Collected data entries
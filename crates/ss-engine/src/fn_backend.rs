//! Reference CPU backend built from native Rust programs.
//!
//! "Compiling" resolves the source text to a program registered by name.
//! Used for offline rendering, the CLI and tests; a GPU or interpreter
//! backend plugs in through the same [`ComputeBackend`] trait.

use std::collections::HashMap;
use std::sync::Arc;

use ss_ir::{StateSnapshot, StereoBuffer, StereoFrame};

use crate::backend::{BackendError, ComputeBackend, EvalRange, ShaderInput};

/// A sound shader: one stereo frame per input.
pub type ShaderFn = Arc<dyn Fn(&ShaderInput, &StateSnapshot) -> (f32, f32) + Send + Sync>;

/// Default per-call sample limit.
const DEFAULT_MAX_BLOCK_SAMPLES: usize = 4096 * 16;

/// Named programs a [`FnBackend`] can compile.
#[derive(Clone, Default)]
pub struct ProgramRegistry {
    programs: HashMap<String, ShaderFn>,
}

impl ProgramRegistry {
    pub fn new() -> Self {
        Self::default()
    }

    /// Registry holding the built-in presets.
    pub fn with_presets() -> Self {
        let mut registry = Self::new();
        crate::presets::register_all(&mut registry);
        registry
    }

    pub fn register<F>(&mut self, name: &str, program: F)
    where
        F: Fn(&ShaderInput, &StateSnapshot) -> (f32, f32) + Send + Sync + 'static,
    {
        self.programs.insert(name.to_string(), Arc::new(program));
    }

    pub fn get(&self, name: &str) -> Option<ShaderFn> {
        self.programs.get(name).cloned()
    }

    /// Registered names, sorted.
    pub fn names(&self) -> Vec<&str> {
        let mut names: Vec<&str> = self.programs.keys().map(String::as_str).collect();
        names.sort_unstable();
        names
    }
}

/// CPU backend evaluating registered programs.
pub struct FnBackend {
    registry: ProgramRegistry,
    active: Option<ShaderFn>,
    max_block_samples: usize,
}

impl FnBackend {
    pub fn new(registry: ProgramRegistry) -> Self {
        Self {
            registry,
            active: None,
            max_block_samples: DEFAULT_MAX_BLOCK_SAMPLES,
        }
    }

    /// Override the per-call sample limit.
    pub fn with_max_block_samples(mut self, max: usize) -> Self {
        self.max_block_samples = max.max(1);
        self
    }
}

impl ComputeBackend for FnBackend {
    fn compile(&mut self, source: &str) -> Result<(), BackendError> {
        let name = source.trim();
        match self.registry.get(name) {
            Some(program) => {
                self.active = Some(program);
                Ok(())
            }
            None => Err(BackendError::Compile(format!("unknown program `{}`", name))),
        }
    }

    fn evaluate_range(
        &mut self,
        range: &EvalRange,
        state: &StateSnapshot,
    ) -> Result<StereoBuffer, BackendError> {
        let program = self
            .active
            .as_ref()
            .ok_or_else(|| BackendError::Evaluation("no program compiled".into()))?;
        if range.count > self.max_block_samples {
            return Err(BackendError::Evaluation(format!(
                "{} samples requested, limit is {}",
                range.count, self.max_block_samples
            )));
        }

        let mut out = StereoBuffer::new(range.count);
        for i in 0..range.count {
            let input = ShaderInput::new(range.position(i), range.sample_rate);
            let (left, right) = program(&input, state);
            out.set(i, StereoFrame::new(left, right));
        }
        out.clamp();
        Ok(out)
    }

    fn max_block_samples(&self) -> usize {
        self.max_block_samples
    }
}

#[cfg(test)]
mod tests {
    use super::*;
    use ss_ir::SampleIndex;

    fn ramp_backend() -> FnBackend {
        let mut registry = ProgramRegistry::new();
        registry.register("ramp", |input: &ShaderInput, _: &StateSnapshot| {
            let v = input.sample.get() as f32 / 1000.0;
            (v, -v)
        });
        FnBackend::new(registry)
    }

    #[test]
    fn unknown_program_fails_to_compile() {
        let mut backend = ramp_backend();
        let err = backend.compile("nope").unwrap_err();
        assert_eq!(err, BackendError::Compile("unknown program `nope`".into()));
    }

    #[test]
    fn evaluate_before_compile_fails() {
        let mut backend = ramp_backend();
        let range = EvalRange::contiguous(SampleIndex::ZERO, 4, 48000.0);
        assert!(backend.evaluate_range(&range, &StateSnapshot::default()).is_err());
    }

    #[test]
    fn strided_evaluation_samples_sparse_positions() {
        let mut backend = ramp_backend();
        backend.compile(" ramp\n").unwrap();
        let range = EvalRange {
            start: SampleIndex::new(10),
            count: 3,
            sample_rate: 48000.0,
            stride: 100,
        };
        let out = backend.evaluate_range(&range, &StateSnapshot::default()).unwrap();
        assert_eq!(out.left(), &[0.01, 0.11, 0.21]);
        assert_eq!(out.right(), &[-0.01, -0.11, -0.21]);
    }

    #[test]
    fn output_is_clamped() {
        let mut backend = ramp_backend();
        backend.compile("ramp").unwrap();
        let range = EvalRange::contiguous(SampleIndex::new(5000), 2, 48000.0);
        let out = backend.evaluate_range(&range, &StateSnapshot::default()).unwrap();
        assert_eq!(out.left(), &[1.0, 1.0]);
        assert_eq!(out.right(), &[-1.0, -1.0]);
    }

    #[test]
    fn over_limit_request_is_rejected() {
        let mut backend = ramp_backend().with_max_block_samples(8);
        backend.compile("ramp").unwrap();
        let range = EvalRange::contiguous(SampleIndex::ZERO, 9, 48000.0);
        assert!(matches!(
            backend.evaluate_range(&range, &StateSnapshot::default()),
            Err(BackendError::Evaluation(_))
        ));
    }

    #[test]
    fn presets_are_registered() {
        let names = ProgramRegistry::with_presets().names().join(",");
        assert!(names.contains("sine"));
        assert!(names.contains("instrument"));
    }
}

## [Requirement]
Throughout the records above, find the lines in which the word "StereoBuffer" appears and return them.

## [Your response]
use ss_ir::{StateSnapshot, StereoBuffer, StereoFrame};
    ) -> Result<StereoBuffer, BackendError> {
        let mut out = StereoBuffer::new(range.count);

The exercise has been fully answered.